Why Wearable Tech Needs To Focus On The Ear, Not The Wrist

Are Google, Apple and others getting the wearable trend all wrong?

“Hearables” are the the new wearables apparently.

According to wireless tech expert Nick Hunn, the tech industry needs to stop obsessing over the wrist and start focusing on the ear. Hunn is currently working on a thorough market forecast report on the wearable tech craze, analyzing its potential and where it’s headed. In his preview, which can be read in full here, he expects “hearables,” also known as smart earbuds, to be worth over $5 billion by 2018.

The technology is already in development, for exampled with the Moto X technology that monitors the wearer’s moves and spoken words.

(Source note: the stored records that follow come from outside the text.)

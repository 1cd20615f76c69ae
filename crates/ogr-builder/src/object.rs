//! # Object Instances & Root Container
//!
//! An [`OpenGraphObject`] is a runtime value of one [`TypeDescriptor`]. It
//! holds an optional content scalar, singular property values and ordered
//! collections. Every access goes through the descriptor's property table:
//! reading or writing an undeclared name is an `UndefinedProperty` error.
//!
//! The [`RootContainer`] maps each top-level namespace (`og`, `article`)
//! to its object, in first-seen order.
//!
//! ## Serialization
//!
//! Objects serialize as maps: `content` first when present, then each
//! populated property in declaration order. Collections serialize as
//! arrays, nested objects as nested maps. The root container serializes as
//! a map keyed by namespace.

use std::collections::BTreeMap;
use std::sync::Arc;

use serde::ser::{SerializeMap, Serializer};
use serde::Serialize;

use ogr_core::{InvalidObjectError, NamespacePath, Scalar};
use ogr_schema::{ProcessContext, TypeDescriptor, CONTENT};

/// A stored property value.
#[derive(Debug, Clone, PartialEq, Serialize)]
#[serde(untagged)]
pub enum PropertyValue {
    Scalar(Scalar),
    Object(OpenGraphObject),
}

impl PropertyValue {
    pub fn as_scalar(&self) -> Option<&Scalar> {
        match self {
            Self::Scalar(s) => Some(s),
            Self::Object(_) => None,
        }
    }

    pub fn as_object(&self) -> Option<&OpenGraphObject> {
        match self {
            Self::Object(o) => Some(o),
            Self::Scalar(_) => None,
        }
    }

    fn as_object_mut(&mut self) -> Option<&mut OpenGraphObject> {
        match self {
            Self::Object(o) => Some(o),
            Self::Scalar(_) => None,
        }
    }

    /// Text of a scalar, or the content of an object.
    pub fn as_str(&self) -> Option<&str> {
        match self {
            Self::Scalar(s) => s.as_str(),
            Self::Object(o) => o.content().and_then(Scalar::as_str),
        }
    }
}

/// A borrowed property value, including declared defaults.
#[derive(Debug, Clone, Copy, PartialEq)]
pub enum ValueRef<'a> {
    Scalar(&'a Scalar),
    Object(&'a OpenGraphObject),
}

impl<'a> ValueRef<'a> {
    pub fn as_scalar(&self) -> Option<&'a Scalar> {
        match self {
            Self::Scalar(s) => Some(s),
            Self::Object(_) => None,
        }
    }

    pub fn as_object(&self) -> Option<&'a OpenGraphObject> {
        match self {
            Self::Object(o) => Some(o),
            Self::Scalar(_) => None,
        }
    }

    /// Text of a scalar, or the content of an object.
    pub fn as_str(&self) -> Option<&'a str> {
        match self {
            Self::Scalar(s) => s.as_str(),
            Self::Object(o) => o.content().and_then(Scalar::as_str),
        }
    }
}

impl<'a> From<&'a PropertyValue> for ValueRef<'a> {
    fn from(value: &'a PropertyValue) -> Self {
        match value {
            PropertyValue::Scalar(s) => Self::Scalar(s),
            PropertyValue::Object(o) => Self::Object(o),
        }
    }
}

// ─── Objects ────────────────────────────────────────────────────────

/// A typed OpenGraph object.
#[derive(Debug, Clone, PartialEq)]
pub struct OpenGraphObject {
    descriptor: Arc<TypeDescriptor>,
    namespace: NamespacePath,
    content: Option<Scalar>,
    properties: BTreeMap<String, PropertyValue>,
    collections: BTreeMap<String, Vec<PropertyValue>>,
}

impl OpenGraphObject {
    /// An empty object of `descriptor`'s type, found at `namespace` in the
    /// document (`article:author` for a `profile` object).
    pub fn new(descriptor: Arc<TypeDescriptor>, namespace: NamespacePath) -> Self {
        Self {
            descriptor,
            namespace,
            content: None,
            properties: BTreeMap::new(),
            collections: BTreeMap::new(),
        }
    }

    pub fn descriptor(&self) -> &TypeDescriptor {
        &self.descriptor
    }

    /// Path of this object in the document.
    pub fn namespace(&self) -> &NamespacePath {
        &self.namespace
    }

    /// Namespace of the object's type.
    pub fn type_namespace(&self) -> &str {
        self.descriptor.namespace()
    }

    pub fn content(&self) -> Option<&Scalar> {
        self.content.as_ref()
    }

    fn undefined(&self, property: &str) -> InvalidObjectError {
        InvalidObjectError::UndefinedProperty {
            namespace: self.namespace.joined(),
            property: property.to_string(),
        }
    }

    /// Process `raw` as this object's content. Last assignment wins.
    pub fn set_content(&mut self, raw: &str, ctx: &ProcessContext<'_>) -> Result<(), InvalidObjectError> {
        let descriptor = self
            .descriptor
            .content_descriptor()
            .ok_or_else(|| self.undefined(CONTENT))?;
        if let Some(value) = descriptor.process(raw, ctx)? {
            self.content = Some(value);
        }
        Ok(())
    }

    /// Store an already-processed content value.
    pub fn set_content_value(&mut self, value: Scalar) {
        self.content = Some(value);
    }

    /// Process `raw` and assign it to property `name`. Singular properties
    /// are overwritten, collections appended to. A discarded value leaves
    /// the object unchanged.
    pub fn set(&mut self, name: &str, raw: &str, ctx: &ProcessContext<'_>) -> Result<(), InvalidObjectError> {
        let property = self
            .descriptor
            .property_named(name)
            .ok_or_else(|| self.undefined(name))?;
        let collection = property.is_collection();
        if let Some(value) = property.process(raw, ctx)? {
            if collection {
                self.push(name, PropertyValue::Scalar(value));
            } else {
                self.properties
                    .insert(name.to_string(), PropertyValue::Scalar(value));
            }
        }
        Ok(())
    }

    /// The value of `name`: the singular value, the first collection item,
    /// or the declared default.
    pub fn get(&self, name: &str) -> Result<Option<ValueRef<'_>>, InvalidObjectError> {
        let property = self
            .descriptor
            .property_named(name)
            .ok_or_else(|| self.undefined(name))?;
        let stored = self
            .properties
            .get(name)
            .or_else(|| self.collections.get(name).and_then(|c| c.first()))
            .map(ValueRef::from);
        Ok(stored.or_else(|| property.default().map(ValueRef::Scalar)))
    }

    /// Every stored value of `name`, in assignment order.
    pub fn values(&self, name: &str) -> Result<&[PropertyValue], InvalidObjectError> {
        if !self.descriptor.has_property(name) {
            return Err(self.undefined(name));
        }
        if let Some(value) = self.properties.get(name) {
            return Ok(std::slice::from_ref(value));
        }
        Ok(self.collections.get(name).map(Vec::as_slice).unwrap_or_default())
    }

    /// Whether `name` holds a stored value (defaults do not count).
    pub fn is_set(&self, name: &str) -> bool {
        self.properties.contains_key(name)
            || self.collections.get(name).is_some_and(|c| !c.is_empty())
    }

    /// Whether singular property `name` holds a stored value.
    pub fn has_singular(&self, name: &str) -> bool {
        self.properties.contains_key(name)
    }

    /// Names of populated properties, in declaration order.
    pub fn populated_properties(&self) -> Vec<&str> {
        self.descriptor
            .properties()
            .map(|p| p.name())
            .filter(|name| self.is_set(name))
            .collect()
    }

    pub(crate) fn push(&mut self, name: &str, value: PropertyValue) {
        self.collections
            .entry(name.to_string())
            .or_default()
            .push(value);
    }

    pub(crate) fn last_item(&self, name: &str) -> Option<&PropertyValue> {
        self.collections.get(name).and_then(|c| c.last())
    }

    pub(crate) fn last_object_mut(&mut self, name: &str) -> Option<&mut OpenGraphObject> {
        self.collections
            .get_mut(name)
            .and_then(|c| c.last_mut())
            .and_then(PropertyValue::as_object_mut)
    }

    pub(crate) fn singular(&self, name: &str) -> Option<&PropertyValue> {
        self.properties.get(name)
    }

    pub(crate) fn take_singular(&mut self, name: &str) -> Option<PropertyValue> {
        self.properties.remove(name)
    }

    pub(crate) fn insert_singular(&mut self, name: &str, value: PropertyValue) {
        self.properties.insert(name.to_string(), value);
    }

    pub(crate) fn singular_object_mut(&mut self, name: &str) -> Option<&mut OpenGraphObject> {
        self.properties
            .get_mut(name)
            .and_then(PropertyValue::as_object_mut)
    }

    /// First object of collection `name`, mutably.
    pub(crate) fn first_object_mut(&mut self, name: &str) -> Option<&mut OpenGraphObject> {
        self.collections
            .get_mut(name)
            .and_then(|c| c.first_mut())
            .and_then(PropertyValue::as_object_mut)
    }

    /// Nested objects, singular ones first.
    pub fn nested_objects(&self) -> impl Iterator<Item = &OpenGraphObject> {
        self.properties
            .values()
            .chain(self.collections.values().flatten())
            .filter_map(PropertyValue::as_object)
    }

    /// No content and no stored values.
    pub fn is_empty(&self) -> bool {
        self.content.is_none()
            && self.properties.is_empty()
            && self.collections.values().all(Vec::is_empty)
    }

    /// Remove nested objects that are empty after pruning their own
    /// children, and the collection slots they occupied.
    pub fn prune(&mut self) {
        self.properties.retain(|_, value| match value {
            PropertyValue::Object(o) => {
                o.prune();
                !o.is_empty()
            }
            PropertyValue::Scalar(_) => true,
        });
        for items in self.collections.values_mut() {
            items.retain_mut(|value| match value {
                PropertyValue::Object(o) => {
                    o.prune();
                    !o.is_empty()
                }
                PropertyValue::Scalar(_) => true,
            });
        }
        self.collections.retain(|_, items| !items.is_empty());
    }

    /// The most specific URL of a media object: `secure_url`, then `url`,
    /// then the content.
    pub fn resolved_url(&self) -> Option<&str> {
        ["secure_url", "url"]
            .iter()
            .filter_map(|name| self.properties.get(*name))
            .find_map(PropertyValue::as_str)
            .or_else(|| self.content.as_ref().and_then(Scalar::as_str))
    }
}

impl Serialize for OpenGraphObject {
    fn serialize<S: Serializer>(&self, serializer: S) -> Result<S::Ok, S::Error> {
        let mut map = serializer.serialize_map(None)?;
        if let Some(content) = &self.content {
            map.serialize_entry(CONTENT, content)?;
        }
        for property in self.descriptor.properties() {
            let name = property.name();
            if let Some(value) = self.properties.get(name) {
                map.serialize_entry(name, value)?;
            } else if let Some(items) = self.collections.get(name).filter(|c| !c.is_empty()) {
                map.serialize_entry(name, items)?;
            }
        }
        map.end()
    }
}

// ─── Root Container ─────────────────────────────────────────────────

/// Top-level objects of one document, keyed by namespace in first-seen order.
#[derive(Debug, Clone, PartialEq)]
pub struct RootContainer {
    type_name: String,
    origin: Option<String>,
    objects: Vec<(String, OpenGraphObject)>,
}

impl RootContainer {
    pub fn new(type_name: impl Into<String>, origin: Option<String>) -> Self {
        Self {
            type_name: type_name.into(),
            origin,
            objects: Vec::new(),
        }
    }

    /// The case-folded document type, e.g. `website` or `video.movie`.
    pub fn type_name(&self) -> &str {
        &self.type_name
    }

    /// The vertical part of a dotted type (`movie` in `video.movie`).
    pub fn vertical(&self) -> Option<(&str, &str)> {
        self.type_name.split_once(ogr_schema::registry::VERTICAL_SEPARATOR)
    }

    pub fn origin(&self) -> Option<&str> {
        self.origin.as_deref()
    }

    pub fn get(&self, namespace: &str) -> Option<&OpenGraphObject> {
        self.objects
            .iter()
            .find(|(ns, _)| ns == namespace)
            .map(|(_, o)| o)
    }

    pub fn get_mut(&mut self, namespace: &str) -> Option<&mut OpenGraphObject> {
        self.objects
            .iter_mut()
            .find(|(ns, _)| ns == namespace)
            .map(|(_, o)| o)
    }

    /// Shortcut for the `og` object.
    pub fn og(&self) -> Option<&OpenGraphObject> {
        self.get(ogr_graph::OG_NAMESPACE)
    }

    /// Add a top-level object unless one exists under `namespace`.
    pub fn insert(&mut self, namespace: impl Into<String>, object: OpenGraphObject) {
        let namespace = namespace.into();
        if self.get(&namespace).is_none() {
            self.objects.push((namespace, object));
        }
    }

    pub fn contains(&self, namespace: &str) -> bool {
        self.get(namespace).is_some()
    }

    pub fn namespaces(&self) -> impl Iterator<Item = &str> {
        self.objects.iter().map(|(ns, _)| ns.as_str())
    }

    pub fn iter(&self) -> impl Iterator<Item = (&str, &OpenGraphObject)> {
        self.objects.iter().map(|(ns, o)| (ns.as_str(), o))
    }

    pub fn len(&self) -> usize {
        self.objects.len()
    }

    pub fn is_empty(&self) -> bool {
        self.objects.is_empty()
    }

    /// Prune every top-level object. Top-level objects themselves stay.
    pub fn prune(&mut self) {
        for (_, object) in &mut self.objects {
            object.prune();
        }
    }
}

impl Serialize for RootContainer {
    fn serialize<S: Serializer>(&self, serializer: S) -> Result<S::Ok, S::Error> {
        let mut map = serializer.serialize_map(Some(self.objects.len()))?;
        for (namespace, object) in &self.objects {
            map.serialize_entry(namespace, object)?;
        }
        map.end()
    }
}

It’s been proven that the ear is actually a better fitness tracker than the wrist as it doesn’t bounce around, ensuring the readings are more accurate.

Smartwatches and fitness bands may triumph in 2014, but the earbuds are close behind. We recently documented two new products featuring this technology: The Dash, a pair of Bluetooth-operated ear buds that work with a connected smartphone or on their own 4GB music player and an adapted Google Glass device by Japanese researcher Kazuhiro Taniguchi. Named The Ear Switch, the device is powered by Bluetooth and picks up commands by monitoring tiny movements in the ear and subtle facial movements, such as blinks or tongue clicks.

Hunn explains his theory, “The ear is the new wrist. Sound drives the bulk of our technology use and earbuds are the only piece of wearable tech to have gained ubiquity and social acceptance. These devices are about to undergo a revolution in capability, getting rid of their cables and giving them the opportunity to be the standard bearer for wearable technology.”

There are no screens or buttons getting in the way which makes the user ask the device to do something, not unlike the interface in the recently movie Her. Such designs will make for a much less intrusive tech experience.